Auburn Deputy Police Chief Jason Moen told the Associated Press, “This latest arrest is proof positive that this is just another way for us to use emerging technology.”

The Web site, ‘Inside Facebook,” (www.insidefacebook.com) chronicles a few ways in which still other police departments are using the social media and why.

In the Indianapolis suburb of Greenville, for example, the police department posts the Indiana Sheriff’s Sex and Violent Offender Registry as one of its Links. They also link to the citizens group of Crime Stoppers of Central Indiana.

Helpful hints in California

The Salinas, Calif., PD issues press releases on Facebook and Twitter and provides helpful information for town residents.
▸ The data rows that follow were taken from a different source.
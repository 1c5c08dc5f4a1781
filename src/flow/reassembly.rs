//! Per-direction TCP segment ordering
//!
//! Segments are delivered in sequence order. Future segments wait in a
//! bounded out-of-order buffer; retransmitted data that overlaps what was
//! already delivered is trimmed. Sequence comparisons wrap at 2^32.

use std::collections::VecDeque;

use thiserror::Error;
use tracing::{debug, trace};

#[derive(Debug, Error, PartialEq, Eq)]
pub enum ReassemblyError {
    #[error("out-of-order buffer overflow ({0} segments)")]
    Overflow(usize),
}

/// Ordered byte stream for one direction of a TCP connection
#[derive(Debug)]
pub struct StreamReassembler {
    /// Sequence number of the next byte to deliver
    next_seq: Option<u32>,
    /// Segments that arrived ahead of `next_seq`
    pending: VecDeque<(u32, Vec<u8>)>,
    capacity: usize,
}

impl StreamReassembler {
    pub fn new(capacity: usize) -> Self {
        Self {
            next_seq: None,
            pending: VecDeque::new(),
            capacity,
        }
    }

    /// Insert a segment and return whatever bytes became deliverable.
    ///
    /// The first segment seen anchors the stream; a SYN occupies one
    /// sequence number ahead of its data.
    pub fn insert(&mut self, seq: u32, syn: bool, payload: &[u8]) -> Result<Vec<u8>, ReassemblyError> {
        let data_seq = if syn { seq.wrapping_add(1) } else { seq };
        let next = *self.next_seq.get_or_insert(data_seq);
        let mut out = Vec::new();

        if payload.is_empty() {
            return Ok(out);
        }

        if wrapping_lt(next, data_seq) {
            if self.pending.len() >= self.capacity {
                debug!("out-of-order buffer full, seq {} expecting {}", data_seq, next);
                return Err(ReassemblyError::Overflow(self.capacity));
            }
            trace!("buffering out-of-order segment seq {} expecting {}", data_seq, next);
            self.pending.push_back((data_seq, payload.to_vec()));
            return Ok(out);
        }

        let next = match append_new_data(&mut out, next, data_seq, payload) {
            Some(next) => next,
            None => {
                trace!("dropping old segment seq {} expecting {}", data_seq, next);
                return Ok(out);
            }
        };
        let next = self.flush_pending(&mut out, next);
        self.next_seq = Some(next);
        Ok(out)
    }

    /// Number of segments waiting for a gap to fill
    pub fn pending_segments(&self) -> usize {
        self.pending.len()
    }

    /// Deliver every buffered segment that now lines up with `next`
    fn flush_pending(&mut self, out: &mut Vec<u8>, mut next: u32) -> u32 {
        while let Some(idx) = self.pending.iter().position(|(s, _)| !wrapping_lt(next, *s)) {
            if let Some((seq, data)) = self.pending.remove(idx) {
                if let Some(advanced) = append_new_data(out, next, seq, &data) {
                    next = advanced;
                }
            }
        }
        next
    }
}

/// Append the part of a segment at or past `next`; `None` if it holds only old data
fn append_new_data(out: &mut Vec<u8>, next: u32, seq: u32, data: &[u8]) -> Option<u32> {
    let skip = next.wrapping_sub(seq) as usize;
    if skip >= data.len() {
        return None;
    }
    let fresh = &data[skip..];
    out.extend_from_slice(fresh);
    Some(next.wrapping_add(fresh.len() as u32))
}

/// `a < b` in sequence space
#[inline]
fn wrapping_lt(a: u32, b: u32) -> bool {
    (a.wrapping_sub(b) as i32) < 0
}

#[cfg(test)]
mod tests {
    use super::*;

    #[test]
    fn test_in_order_delivery() {
        let mut stream = StreamReassembler::new(8);
        assert!(stream.insert(999, true, b"").unwrap().is_empty());
        assert_eq!(stream.insert(1000, false, b"GET ").unwrap(), b"GET ");
        assert_eq!(stream.insert(1004, false, b"/ HTTP/1.1").unwrap(), b"/ HTTP/1.1");
    }

    #[test]
    fn test_out_of_order_is_held_until_gap_fills() {
        let mut stream = StreamReassembler::new(8);
        stream.insert(0, true, b"").unwrap();
        assert!(stream.insert(4, false, b"world").unwrap().is_empty());
        assert_eq!(stream.pending_segments(), 1);
        assert_eq!(stream.insert(1, false, b"abc").unwrap(), b"abcworld");
        assert_eq!(stream.pending_segments(), 0);
    }

    #[test]
    fn test_retransmit_overlap_is_trimmed() {
        let mut stream = StreamReassembler::new(8);
        stream.insert(100, false, b"hello").unwrap();
        assert!(stream.insert(100, false, b"hello").unwrap().is_empty());
        assert_eq!(stream.insert(103, false, b"lo world").unwrap(), b" world");
    }

    #[test]
    fn test_sequence_wraparound() {
        let mut stream = StreamReassembler::new(8);
        let start = u32::MAX - 1;
        assert_eq!(stream.insert(start, false, b"ab").unwrap(), b"ab");
        assert_eq!(stream.insert(0, false, b"cd").unwrap(), b"cd");
    }

    #[test]
    fn test_overflow() {
        let mut stream = StreamReassembler::new(1);
        stream.insert(0, false, b"a").unwrap();
        stream.insert(10, false, b"x").unwrap();
        assert_eq!(stream.insert(20, false, b"y"), Err(ReassemblyError::Overflow(1)));
    }
}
For example, in one January post, they told residents what to do during a bad storm if they saw a downed power line and provided emergency phone numbers for the gas and electric company.
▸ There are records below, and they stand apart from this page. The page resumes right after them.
//! HTTP/1.x
//!
//! Two stages per TCP session:
//! - `session`: frames each direction's byte stream into message
//!   notifications
//! - `reassembler`: turns notifications into correlated request/response
//!   events with decoded bodies

pub mod body;
pub mod reassembler;
pub mod session;
pub mod types;

pub use reassembler::{HttpMessageBuffer, HttpReassembler};
pub use session::HttpSession;
pub use types::{HttpNotice, RawHeaders};

use serde::{Deserialize, Serialize};

/// HTTP reconstruction limits
#[derive(Debug, Clone, Serialize, Deserialize)]
#[serde(default)]
pub struct HttpConfig {
    /// Largest body kept per message; larger messages are not reported
    pub max_body_bytes: usize,

    /// Requests awaiting a response per connection
    pub max_pending_exchanges: usize,

    /// Largest start line plus header block
    pub max_head_bytes: usize,
}

impl Default for HttpConfig {
    fn default() -> Self {
        Self {
            max_body_bytes: 10 * 1024 * 1024,
            max_pending_exchanges: 64,
            max_head_bytes: 64 * 1024,
        }
    }
}
//! Application protocol reconstruction
//!
//! - `dns`: UDP wire decoding and request/response correlation
//! - `http`: HTTP/1.x framing and message reassembly over TCP sessions
//! - `mail`: POP/SMTP/IMAP transcript aggregation
//!
//! Each handler owns its per-flow state and returns events to the caller;
//! nothing here touches the event sink directly.

pub mod dns;
pub mod http;
pub mod mail;

pub use dns::{DnsCorrelator, DnsError};
pub use http::{HttpConfig, HttpReassembler, HttpSession};
pub use mail::{MailAggregator, MailConfig, MailProtocol};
Big cities like Chicago and Dallas also have active FB pages, although many of the smaller departments seem to actually take more care personalizing their pages, perhaps reflecting the connectedness of their communities. That seemed to be the same pattern in the Oklahoma City and Alva pages, as mentioned earlier.

Facebook and Twitter have proven to be a particularly good way for police to reach young people who have pretty much turned out the mainstream media newscasts and newspapers. For example, the sheriff’s department in Gainesville, Fla., responded to a survey showing many of the University of Florida students don’t watch or read the news. But nearly all of them were logging onto Facebook regularly.
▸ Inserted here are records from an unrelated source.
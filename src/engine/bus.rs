//! Event emission and subscription
//!
//! Components emit into an [`EventSink`]. The [`EventBus`] fans events out
//! to handlers registered per [`EventKind`], in emission order.

use std::collections::HashMap;

use crossbeam_channel::Sender;
use tracing::trace;

use crate::core::{Event, EventKind};

/// Fire-and-forget event destination
pub trait EventSink {
    fn emit(&mut self, event: Event);
}

impl EventSink for Vec<Event> {
    fn emit(&mut self, event: Event) {
        self.push(event);
    }
}

impl EventSink for Sender<Event> {
    fn emit(&mut self, event: Event) {
        if self.send(event).is_err() {
            trace!("event channel closed, dropping event");
        }
    }
}

/// Subscriber callback
pub type Handler = Box<dyn FnMut(&Event) + Send>;

/// Typed subscription registry
#[derive(Default)]
pub struct EventBus {
    handlers: HashMap<EventKind, Vec<Handler>>,
}

impl EventBus {
    pub fn new() -> Self {
        Self::default()
    }

    /// Register a handler for one event kind
    pub fn subscribe<F>(&mut self, kind: EventKind, handler: F)
    where
        F: FnMut(&Event) + Send + 'static,
    {
        self.handlers.entry(kind).or_default().push(Box::new(handler));
    }

    /// Call every handler registered for the event's kind; returns how many ran
    pub fn deliver(&mut self, event: &Event) -> usize {
        match self.handlers.get_mut(&event.kind()) {
            Some(handlers) => {
                for handler in handlers.iter_mut() {
                    handler(event);
                }
                handlers.len()
            }
            None => 0,
        }
    }

    pub fn subscriber_count(&self, kind: EventKind) -> usize {
        self.handlers.get(&kind).map_or(0, Vec::len)
    }
}

impl EventSink for EventBus {
    fn emit(&mut self, event: Event) {
        self.deliver(&event);
    }
}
All in all, it’s not your father’s police force anymore.


The New LOL: Living Out Loud

A couple years ago, an honor student at a conservative private college in Kentucky decided to do what a growing number of students are doing these days: use his Facebook account to come out of the closet and tell others he is gay.

For his openness, he was expelled from this college which had a policy of not accepting gay students.

Radio Commentator Walter Winchell, shown here in 1947, was known for his high-volume pronouncements about everything and anything. Many young people are becoming known for the same thing online, opting for telling all instead of privacy. (AP Photo)

At another university, a sophomore posted pictures of himself getting plastered at a weekend party. That would have been okay had it not been for the fact he was under the legal drinking age in Ohio and the school did not allow students to hold leadership positions on campus if they were drinking illegally.  

He never became editor.

Examples abound

These are just two of many examples of young people who have chosen to live their lives out loud. Throwing caution to the wind, the typical 20-something who has grown up  in the age of chatrooms and  interactive media has embraced social media sites like Facebook to disclose just about everything they think is either shocking, amusing, or titillating about himself or herself.

And this phenomenon starts early, as the tragic cases of teen suicide over the practice of “sexting” have shown the past couple of years.

I began discovering this lack of concern about privacy a few years ago and have been asking my own college students about it ever since.  Originally I asked it in the context of a class I teach on communication ethics. We deal with a section on individual privacy vs. government surveillance, which is a topic that I find somewhat scary because I’ve always wondered how widespread the misuse of government surveillance might be on Americans.

Too many blank stares

Citing some examples of such abuse, I ask my students if they aren’t a bit concerned, too. In return, I usually get silence and some blank stares. So I’m thinking that these are the same students who are willingly giving up their own privacy by self-disclosing about themselves to virtual strangers online, so why should they feel concerned about someone else invading their privacy? And apparently that is true. They aren’t.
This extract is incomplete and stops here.